Red and Blue are rival agents from alternate futures. Blue works for Garden, a world government based around ideals of environmental preservation and a humanity that remains true to its biological origins:

She notes the deep green of the trees. She measures the timing of their fall. She records the white of the sky, the bite of the wind. She remembers the names of the men she passes. (Most of them are men.) Ten years into deep cover, having joined the horde, proven her worth, and achieved the place for which she strove, she feels suited to this war.

Red works for the Agency, a mega-corporation that has taken humanity into a tech-based, post-human future where barriers of time, space and corporeality are of no account:

We grow in pods, our basic knowledge flashed in cohort by cohort, nutrient balance maintained by the gel bath, and there most of us stay, our minds flitting disembodied through the void from star to star. We live through remotes, explore through drones – the physical world but one of many, and uninteresting by comparison to most. Some do decant and wander, but they can sustain themselves for months on a charge, and there’s always a pod to go back to when you want it.

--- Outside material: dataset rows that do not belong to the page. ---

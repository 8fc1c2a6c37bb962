mod input;
mod store;

use std::path::PathBuf;

use clap::{Parser, Subcommand, ValueEnum};
use form_spec::{
    CategorySpec, FormState, ValidationResult, ValueMap, answers_schema, build_render_payload,
    example_values, render_json_ui, render_text, resolve_visibility, validate_category,
};
use input::{load_category, load_values};
use store::{CategoryCommand, FieldCommand, StoreArgs, run_category, run_field};
use tracing_subscriber::{EnvFilter, fmt, prelude::*};

type CliResult<T> = Result<T, Box<dyn std::error::Error>>;

#[derive(Parser)]
#[command(
    author,
    version,
    about = "Category application form helper",
    long_about = "Validates and renders category application forms and manages their field definitions in a JSON store"
)]
struct Cli {
    /// Log debug output to stderr (RUST_LOG takes precedence when set).
    #[arg(long, global = true)]
    verbose: bool,
    #[command(subcommand)]
    command: Command,
}

#[derive(Copy, Clone, Debug, ValueEnum)]
enum RenderFormat {
    Text,
    Json,
}

#[derive(Subcommand)]
enum Command {
    /// Validate a value map against a category's visible fields.
    Validate {
        /// Field definitions: a category document or an array of fields.
        #[arg(long, value_name = "FIELDS")]
        fields: PathBuf,
        /// JSON object of values keyed by field id.
        #[arg(long, value_name = "VALUES")]
        values: PathBuf,
        /// Print the validation result as JSON.
        #[arg(long)]
        json: bool,
    },
    /// Render the form controls for the current values.
    Render {
        #[arg(long, value_name = "FIELDS")]
        fields: PathBuf,
        #[arg(long, value_name = "VALUES")]
        values: Option<PathBuf>,
        /// Run a validation pass first so errors appear beneath their controls.
        #[arg(long)]
        check: bool,
        #[arg(long, value_enum, default_value_t = RenderFormat::Text)]
        format: RenderFormat,
    },
    /// Print the JSON Schema of the value map for the visible fields.
    Schema {
        #[arg(long, value_name = "FIELDS")]
        fields: PathBuf,
        /// Values that decide which conditional fields are visible.
        #[arg(long, value_name = "VALUES")]
        values: Option<PathBuf>,
    },
    /// Print a sample value map that passes validation.
    Example {
        #[arg(long, value_name = "FIELDS")]
        fields: PathBuf,
    },
    /// Print the JSON Schema of the field definition document.
    DefinitionSchema,
    /// Manage categories in the store.
    Category {
        #[command(flatten)]
        store: StoreArgs,
        #[command(subcommand)]
        command: CategoryCommand,
    },
    /// Manage a category's fields in the store.
    Field {
        #[command(flatten)]
        store: StoreArgs,
        #[command(subcommand)]
        command: FieldCommand,
    },
}

fn main() -> CliResult<()> {
    let cli = Cli::parse();
    init_tracing(cli.verbose);
    match cli.command {
        Command::Validate {
            fields,
            values,
            json,
        } => run_validate(fields, values, json),
        Command::Render {
            fields,
            values,
            check,
            format,
        } => run_render(fields, values, check, format),
        Command::Schema { fields, values } => run_schema(fields, values),
        Command::Example { fields } => run_example(fields),
        Command::DefinitionSchema => {
            let schema = schemars::schema_for!(CategorySpec);
            println!("{}", serde_json::to_string_pretty(&schema)?);
            Ok(())
        }
        Command::Category { store, command } => run_category(store, command),
        Command::Field { store, command } => run_field(store, command),
    }
}

fn init_tracing(verbose: bool) {
    let filter = if verbose {
        EnvFilter::new("debug")
    } else {
        EnvFilter::try_from_default_env().unwrap_or_else(|_| EnvFilter::new("warn"))
    };
    // A second init (tests driving main twice) keeps the first subscriber.
    let _ = tracing_subscriber::registry()
        .with(filter)
        .with(fmt::layer().with_writer(std::io::stderr))
        .try_init();
}

fn run_validate(fields_path: PathBuf, values_path: PathBuf, json: bool) -> CliResult<()> {
    let category = load_category(&fields_path)?;
    let values = load_values(Some(&values_path))?;

    let result = validate_category(&category, &values);
    if json {
        println!("{}", serde_json::to_string_pretty(&result)?);
    } else {
        println!(
            "Validation result: {}",
            if result.valid { "valid" } else { "invalid" }
        );
        describe_validation(&result);
    }

    if result.valid {
        Ok(())
    } else {
        Err("validation failed".into())
    }
}

fn describe_validation(result: &ValidationResult) {
    if !result.errors.is_empty() {
        println!("Errors:");
        for error in &result.errors {
            println!("  {} - {} ({})", error.field_id, error.message, error.code);
        }
    }
    if !result.missing_required.is_empty() {
        println!(
            "Missing required fields: {}",
            result.missing_required.join(", ")
        );
    }
}

fn run_render(
    fields_path: PathBuf,
    values_path: Option<PathBuf>,
    check: bool,
    format: RenderFormat,
) -> CliResult<()> {
    let category = load_category(&fields_path)?;
    let values = load_values(values_path.as_deref())?;

    let mut state = FormState::for_category(&category).with_values(values);
    if check {
        state.validate();
    }
    let payload = build_render_payload(&category, &state);
    match format {
        RenderFormat::Text => println!("{}", render_text(&payload)),
        RenderFormat::Json => {
            println!("{}", serde_json::to_string_pretty(&render_json_ui(&payload))?)
        }
    }
    Ok(())
}

fn run_schema(fields_path: PathBuf, values_path: Option<PathBuf>) -> CliResult<()> {
    let category = load_category(&fields_path)?;
    let values = load_values(values_path.as_deref())?;
    let visibility = resolve_visibility(&category.fields, &values);
    let schema = answers_schema(&category.fields, &visibility);
    println!("{}", serde_json::to_string_pretty(&schema)?);
    Ok(())
}

fn run_example(fields_path: PathBuf) -> CliResult<()> {
    let category = load_category(&fields_path)?;
    let visibility = resolve_visibility(&category.fields, &ValueMap::new());
    let example = example_values(&category.fields, &visibility);
    println!("{}", serde_json::to_string_pretty(&example)?);
    Ok(())
}

#[cfg(test)]
mod tests {
    use super::*;
    use assert_cmd::Command;
    use assert_fs::TempDir;
    use assert_fs::prelude::*;
    use serde_json::Value;

    const FIXTURE: &str = concat!(
        env!("CARGO_MANIFEST_DIR"),
        "/../form-spec/tests/fixtures/internship.json"
    );

    fn cli() -> Command {
        let mut cmd = Command::cargo_bin("category-forms").expect("binary builds");
        cmd.env_remove(store::STORE_ENV).env_remove("RUST_LOG");
        cmd
    }

    fn stdout_of(cmd: &mut Command) -> String {
        let output = cmd.output().expect("command runs");
        assert!(
            output.status.success(),
            "command failed: {}",
            String::from_utf8_lossy(&output.stderr)
        );
        String::from_utf8(output.stdout).expect("utf8 stdout")
    }

    #[test]
    fn validate_reports_visible_failures_and_exits_non_zero() {
        let workspace = TempDir::new().expect("temp dir");
        let values = workspace.child("values.json");
        values
            .write_str(r#"{ "f-years": 55, "f-relocate": true, "f-stack": ["rust"] }"#)
            .expect("write values");

        let output = cli()
            .args(["validate", "--fields", FIXTURE, "--values"])
            .arg(values.path())
            .output()
            .expect("command runs");
        assert!(!output.status.success());
        let stdout = String::from_utf8_lossy(&output.stdout);
        assert!(stdout.contains("Validation result: invalid"));
        assert!(stdout.contains("f-years - Must be at most 40 (max)"));
        assert!(stdout.contains("Missing required fields: f-name, f-city"));
        // The stack is hidden until the backend track is chosen.
        assert!(!stdout.contains("f-stack"));
    }

    #[test]
    fn validate_accepts_a_complete_application() {
        let workspace = TempDir::new().expect("temp dir");
        let values = workspace.child("values.json");
        values
            .write_str(
                r#"{ "f-name": "Ada", "f-track": "backend", "f-stack": ["rust", "kafka"], "f-relocate": false }"#,
            )
            .expect("write values");

        let stdout = stdout_of(
            cli()
                .args(["validate", "--json", "--fields", FIXTURE, "--values"])
                .arg(values.path()),
        );
        let result: Value = serde_json::from_str(&stdout).expect("json result");
        assert_eq!(result["valid"], Value::Bool(true));
    }

    #[test]
    fn render_lists_controls_in_order() {
        let stdout = stdout_of(cli().args(["render", "--fields", FIXTURE]));
        assert!(stdout.contains("Category: Internship (internship)"));
        let name = stdout.find("Full Name").expect("name control");
        let resume = stdout.find("Resume Link").expect("resume control");
        assert!(name < resume);
        assert!(!stdout.contains("Preferred City"));
        assert!(!stdout.contains("Legacy widget"));
    }

    #[test]
    fn render_json_shows_errors_after_check() {
        let workspace = TempDir::new().expect("temp dir");
        let values = workspace.child("values.json");
        values.write_str(r#"{ "f-relocate": true }"#).expect("write values");

        let stdout = stdout_of(
            cli()
                .args(["render", "--check", "--format", "json", "--fields", FIXTURE, "--values"])
                .arg(values.path()),
        );
        let ui: Value = serde_json::from_str(&stdout).expect("json ui");
        assert_eq!(ui["status"], Value::String("invalid".into()));
    }

    #[test]
    fn example_values_pass_validation() {
        let workspace = TempDir::new().expect("temp dir");
        let stdout = stdout_of(cli().args(["example", "--fields", FIXTURE]));
        let example = workspace.child("example.json");
        example.write_str(&stdout).expect("write example");

        cli()
            .args(["validate", "--fields", FIXTURE, "--values"])
            .arg(example.path())
            .assert()
            .success();
    }

    #[test]
    fn schema_requires_visible_required_fields() {
        let stdout = stdout_of(cli().args(["schema", "--fields", FIXTURE]));
        let schema: Value = serde_json::from_str(&stdout).expect("schema json");
        assert_eq!(schema["required"], serde_json::json!(["f-name"]));
    }

    #[test]
    fn definition_schema_describes_categories() {
        let stdout = stdout_of(cli().arg("definition-schema"));
        let schema: Value = serde_json::from_str(&stdout).expect("schema json");
        assert!(schema["properties"]["fields"].is_object());
    }

    #[test]
    fn store_commands_build_and_reorder_a_form() {
        let workspace = TempDir::new().expect("temp dir");
        let store = workspace.child("forms.json");

        cli()
            .env(store::STORE_ENV, store.path())
            .args(["category", "add", "jobs", "--name", "Jobs"])
            .assert()
            .success();
        for label in ["Alpha", "Beta", "Gamma"] {
            cli()
                .env(store::STORE_ENV, store.path())
                .args(["field", "add", "jobs", "--label", label])
                .assert()
                .success();
        }

        let moved = stdout_of(
            cli()
                .env(store::STORE_ENV, store.path())
                .args(["field", "move", "jobs", "2", "0"]),
        );
        let gamma = moved.find("0. Gamma").expect("gamma first");
        let alpha = moved.find("1. Alpha").expect("alpha second");
        assert!(gamma < alpha);

        let listed = stdout_of(cli().args(["field", "list", "jobs", "--json", "--store"]).arg(store.path()));
        let fields: Value = serde_json::from_str(&listed).expect("fields json");
        let labels = fields
            .as_array()
            .expect("array")
            .iter()
            .map(|field| field["label"].as_str().unwrap_or_default().to_string())
            .collect::<Vec<_>>();
        assert_eq!(labels, ["Gamma", "Alpha", "Beta"]);

        let exported = stdout_of(
            cli()
                .env(store::STORE_ENV, store.path())
                .args(["category", "export", "jobs"]),
        );
        let document = workspace.child("jobs.json");
        document.write_str(&exported).expect("write export");
        let rendered = stdout_of(cli().args(["render", "--fields"]).arg(document.path()));
        assert!(rendered.contains("Category: Jobs (jobs)"));
    }

    #[test]
    fn duplicate_field_names_are_refused() {
        let workspace = TempDir::new().expect("temp dir");
        let store = workspace.child("forms.json");
        cli()
            .args(["category", "add", "jobs", "--store"])
            .arg(store.path())
            .assert()
            .success();
        cli()
            .args(["field", "add", "jobs", "--label", "Email", "--type", "email", "--store"])
            .arg(store.path())
            .assert()
            .success();
        cli()
            .args(["field", "add", "jobs", "--label", "email", "--store"])
            .arg(store.path())
            .assert()
            .failure();
    }

    #[test]
    fn removing_a_category_cascades() {
        let workspace = TempDir::new().expect("temp dir");
        let store = workspace.child("forms.json");
        let run = |args: &[&str]| {
            let mut cmd = cli();
            cmd.args(args).arg("--store").arg(store.path());
            stdout_of(&mut cmd)
        };
        run(&["category", "add", "jobs"]);
        run(&["field", "add", "jobs", "--label", "Portfolio", "--type", "url"]);
        let removed = run(&["category", "remove", "jobs"]);
        assert!(removed.contains("Removed category 'jobs' and 1 field(s)"));
        assert!(run(&["category", "list"]).trim().is_empty());
    }
}
use std::borrow::Cow;
use std::fmt;

use schemars::{JsonSchema, Schema, SchemaGenerator, json_schema};
use serde::{Deserialize, Serialize};
use thiserror::Error;

use crate::spec::rule::{RuleKind, ValidationRule};
use crate::value::{FieldValue, ValueKind};

pub type FieldId = String;
pub type CategoryId = String;

/// Message used when a required field is left empty and no `required` rule overrides it.
pub const REQUIRED_MESSAGE: &str = "This field is required";

/// Problems with a field definition itself, independent of any submitted value.
#[derive(Debug, Clone, PartialEq, Eq, Error)]
pub enum SpecError {
    #[error("field label must not be empty")]
    EmptyLabel,
    #[error("field '{0}' is a {1} field and needs at least one option")]
    MissingOptions(String, &'static str),
    #[error("field '{0}' cannot be conditional on itself")]
    SelfReference(String),
    #[error("field name '{0}' is already used in this category")]
    DuplicateName(String),
}

/// Closed set of input types a field may take.
///
/// Type strings that are not recognized deserialize into [`FieldType::Unknown`]
/// so one bad definition never breaks decoding of a whole category.
#[derive(Debug, Clone, Copy, PartialEq, Eq, Hash, Serialize, Deserialize)]
#[serde(from = "String", into = "String")]
pub enum FieldType {
    Text,
    Textarea,
    Number,
    Date,
    Select,
    Multiselect,
    Checkbox,
    Radio,
    File,
    Url,
    Email,
    Tel,
    Range,
    Color,
    Time,
    Datetime,
    Unknown,
}

impl FieldType {
    pub const ALL: [FieldType; 16] = [
        FieldType::Text,
        FieldType::Textarea,
        FieldType::Number,
        FieldType::Date,
        FieldType::Select,
        FieldType::Multiselect,
        FieldType::Checkbox,
        FieldType::Radio,
        FieldType::File,
        FieldType::Url,
        FieldType::Email,
        FieldType::Tel,
        FieldType::Range,
        FieldType::Color,
        FieldType::Time,
        FieldType::Datetime,
    ];

    pub fn as_str(&self) -> &'static str {
        match self {
            FieldType::Text => "text",
            FieldType::Textarea => "textarea",
            FieldType::Number => "number",
            FieldType::Date => "date",
            FieldType::Select => "select",
            FieldType::Multiselect => "multiselect",
            FieldType::Checkbox => "checkbox",
            FieldType::Radio => "radio",
            FieldType::File => "file",
            FieldType::Url => "url",
            FieldType::Email => "email",
            FieldType::Tel => "tel",
            FieldType::Range => "range",
            FieldType::Color => "color",
            FieldType::Time => "time",
            FieldType::Datetime => "datetime",
            FieldType::Unknown => "unknown",
        }
    }

    pub fn parse(raw: &str) -> Self {
        let raw = raw.trim();
        FieldType::ALL
            .into_iter()
            .find(|kind| kind.as_str().eq_ignore_ascii_case(raw))
            .unwrap_or(FieldType::Unknown)
    }

    /// Types whose values must come from `options`.
    pub fn is_choice(&self) -> bool {
        matches!(
            self,
            FieldType::Select | FieldType::Multiselect | FieldType::Radio
        )
    }

    pub fn is_numeric(&self) -> bool {
        matches!(self, FieldType::Number | FieldType::Range)
    }

    /// Kind of value the field stores in a value map, `None` for unknown types.
    pub fn value_kind(&self) -> Option<ValueKind> {
        match self {
            FieldType::Number | FieldType::Range => Some(ValueKind::Number),
            FieldType::Checkbox => Some(ValueKind::Boolean),
            FieldType::Multiselect => Some(ValueKind::List),
            FieldType::File => Some(ValueKind::File),
            FieldType::Unknown => None,
            _ => Some(ValueKind::Text),
        }
    }
}

impl fmt::Display for FieldType {
    fn fmt(&self, f: &mut fmt::Formatter<'_>) -> fmt::Result {
        f.write_str(self.as_str())
    }
}

impl From<String> for FieldType {
    fn from(value: String) -> Self {
        FieldType::parse(&value)
    }
}

impl From<FieldType> for String {
    fn from(value: FieldType) -> Self {
        value.as_str().to_string()
    }
}

impl std::str::FromStr for FieldType {
    type Err = String;

    fn from_str(value: &str) -> Result<Self, Self::Err> {
        match FieldType::parse(value) {
            FieldType::Unknown => Err(format!("unknown field type '{}'", value)),
            kind => Ok(kind),
        }
    }
}

impl JsonSchema for FieldType {
    fn schema_name() -> Cow<'static, str> {
        "FieldType".into()
    }

    fn json_schema(_generator: &mut SchemaGenerator) -> Schema {
        let names = FieldType::ALL
            .iter()
            .map(|kind| kind.as_str())
            .collect::<Vec<_>>();
        json_schema!({
            "type": "string",
            "enum": names,
        })
    }
}

/// Shows a field only while another field holds a specific value.
#[derive(Debug, Clone, PartialEq, Serialize, Deserialize, JsonSchema)]
#[serde(rename_all = "camelCase")]
pub struct ConditionalField {
    pub field_id: FieldId,
    pub value: FieldValue,
}

/// One configurable input in a category's application form.
#[derive(Debug, Clone, PartialEq, Serialize, Deserialize, JsonSchema)]
#[serde(rename_all = "camelCase")]
pub struct FieldDefinition {
    #[serde(default)]
    pub id: FieldId,
    #[serde(default)]
    pub category_id: CategoryId,
    pub label: String,
    #[serde(default)]
    pub name: String,
    #[serde(rename = "type")]
    pub kind: FieldType,
    #[serde(default, skip_serializing_if = "Option::is_none")]
    pub placeholder: Option<String>,
    #[serde(default)]
    pub required: bool,
    #[serde(default, skip_serializing_if = "Vec::is_empty")]
    pub options: Vec<String>,
    #[serde(default, skip_serializing_if = "Option::is_none")]
    pub min: Option<f64>,
    #[serde(default, skip_serializing_if = "Option::is_none")]
    pub max: Option<f64>,
    #[serde(default, skip_serializing_if = "Option::is_none")]
    pub step: Option<f64>,
    #[serde(default)]
    pub order: u32,
    #[serde(default, skip_serializing_if = "Vec::is_empty")]
    pub validation_rules: Vec<ValidationRule>,
    #[serde(default, skip_serializing_if = "Option::is_none")]
    pub conditional_field: Option<ConditionalField>,
}

impl FieldDefinition {
    /// Builds a definition from the two mandatory attributes; `name` is derived from `label`.
    pub fn new(label: impl Into<String>, kind: FieldType) -> Result<Self, SpecError> {
        let label = label.into();
        if label.trim().is_empty() {
            return Err(SpecError::EmptyLabel);
        }
        Ok(Self {
            id: String::new(),
            category_id: String::new(),
            name: derive_name(&label),
            label,
            kind,
            placeholder: None,
            required: false,
            options: Vec::new(),
            min: None,
            max: None,
            step: None,
            order: 0,
            validation_rules: Vec::new(),
            conditional_field: None,
        })
    }

    /// Assigns the row id; stores call this once when a field is created.
    pub fn with_id(mut self, id: impl Into<FieldId>) -> Self {
        self.id = id.into();
        self
    }

    pub fn in_category(mut self, category_id: impl Into<CategoryId>) -> Self {
        self.category_id = category_id.into();
        self
    }

    pub fn with_placeholder(mut self, placeholder: impl Into<String>) -> Self {
        self.placeholder = Some(placeholder.into());
        self
    }

    pub fn required(mut self, required: bool) -> Self {
        self.required = required;
        self
    }

    pub fn with_options<I, S>(mut self, options: I) -> Self
    where
        I: IntoIterator<Item = S>,
        S: Into<String>,
    {
        self.options = options.into_iter().map(Into::into).collect();
        self
    }

    pub fn with_bounds(mut self, min: Option<f64>, max: Option<f64>, step: Option<f64>) -> Self {
        self.min = min;
        self.max = max;
        self.step = step;
        self
    }

    pub fn with_order(mut self, order: u32) -> Self {
        self.order = order;
        self
    }

    pub fn with_rule(mut self, rule: ValidationRule) -> Self {
        self.validation_rules.push(rule);
        self
    }

    pub fn shown_when(mut self, field_id: impl Into<FieldId>, value: FieldValue) -> Self {
        self.conditional_field = Some(ConditionalField {
            field_id: field_id.into(),
            value,
        });
        self
    }

    /// Fills a missing `name` from the label, as stores do when rows arrive without one.
    pub fn normalized(mut self) -> Self {
        if self.name.trim().is_empty() {
            self.name = derive_name(&self.label);
        }
        self
    }

    /// Identity comparison: two definitions are the same field when their ids match.
    pub fn same_identity(&self, other: &FieldDefinition) -> bool {
        !self.id.is_empty() && self.id == other.id
    }

    /// Message shown when the field is required but empty.
    pub fn required_message(&self) -> &str {
        self.rules(RuleKind::Required)
            .map(|rule| rule.message.trim())
            .find(|message| !message.is_empty())
            .unwrap_or(REQUIRED_MESSAGE)
    }

    pub fn rules(&self, kind: RuleKind) -> impl Iterator<Item = &ValidationRule> {
        self.validation_rules
            .iter()
            .filter(move |rule| rule.kind == kind)
    }

    /// Definition-level problems; an empty list means the field is well formed.
    pub fn check(&self) -> Vec<SpecError> {
        let mut problems = Vec::new();
        if self.label.trim().is_empty() {
            problems.push(SpecError::EmptyLabel);
        }
        if self.kind.is_choice() && self.options.is_empty() {
            problems.push(SpecError::MissingOptions(
                self.label.clone(),
                self.kind.as_str(),
            ));
        }
        if let Some(condition) = &self.conditional_field
            && !self.id.is_empty()
            && condition.field_id == self.id
        {
            problems.push(SpecError::SelfReference(self.id.clone()));
        }
        problems
    }
}

/// Machine key for a label: trimmed, lowercased, whitespace runs joined with `_`.
pub fn derive_name(label: &str) -> String {
    label
        .split_whitespace()
        .map(|part| part.to_lowercase())
        .collect::<Vec<_>>()
        .join("_")
}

Ostensibly deadly enemies, Red and Blue discover ties of intellectual and spiritual kinship that run deeper than any allegiance to the governments that hire them, that seek to use them to bend the time-stream to their own ends. Communicating through encoded messages across the strands of deep time, they begin to fall in love, a relationship that will inevitably put their futures in danger, at both a personal and an interplanetary level. As their handlers become aware of their duplicity, will Red and Blue be forced to betray one another, or will they find a way to outrun time itself? This is How You Lose the Time War asks serious questions about the nature of power, the unavoidable link between unmitigated idealism and despotism, the toxic legacy of violence under any banner:

Red wins a battle between starfleets in the far future of Strand 2218. As the great Gallumfry lists planetward, raining escape pods, as battle stations wilt like flowers tossed into flame, as radio bands crackle triumph and swiftskimmers swoop after fleeing voidtrails, as guns speak their last arguments into mute space, she slips away. The triumph feels stale and swift. She used to love such fire. Now it only reminds her of who’s not there.

The moments in reading I cherish most are those moments in which my assumptions are proved to be wrong. When I change my mind about a book I previously disliked, or when I fall head over heels in love with a book I felt convinced I was going to hate. Reading This is How You Lose the Time War has been one of those moments. Reader, I loved it. What I loved most about it is the way it absolutely proves my theory that it’s not the material that maketh the masterpiece, so much as the way in which that material is put to use. The quality of execution, in other words. This is How You Lose the Time War takes many of the elements of contemporary, media-derived SFF – I get Doctor Who vibes from this, New Space Opera vibes, massive Killing Eve vibes – and raises them, through the power of language, of insight, of literary allusion, of formal innovation to the level of a classic in the making. The result is a work that feels utterly of the present moment, yet contains within it the depth of field, the knowingness and literary excellence that will enable it to stand the test of time.

There are moments in which you suddenly become aware that you are reading a work that is destined to become a landmark of the field. Bold, brilliant, and – yes, I cried – unashamedly moving, This is How You Lose the Time War is a one such, a stimulus to both heart and mind. It wins my vote for the Hugo, unreservedly.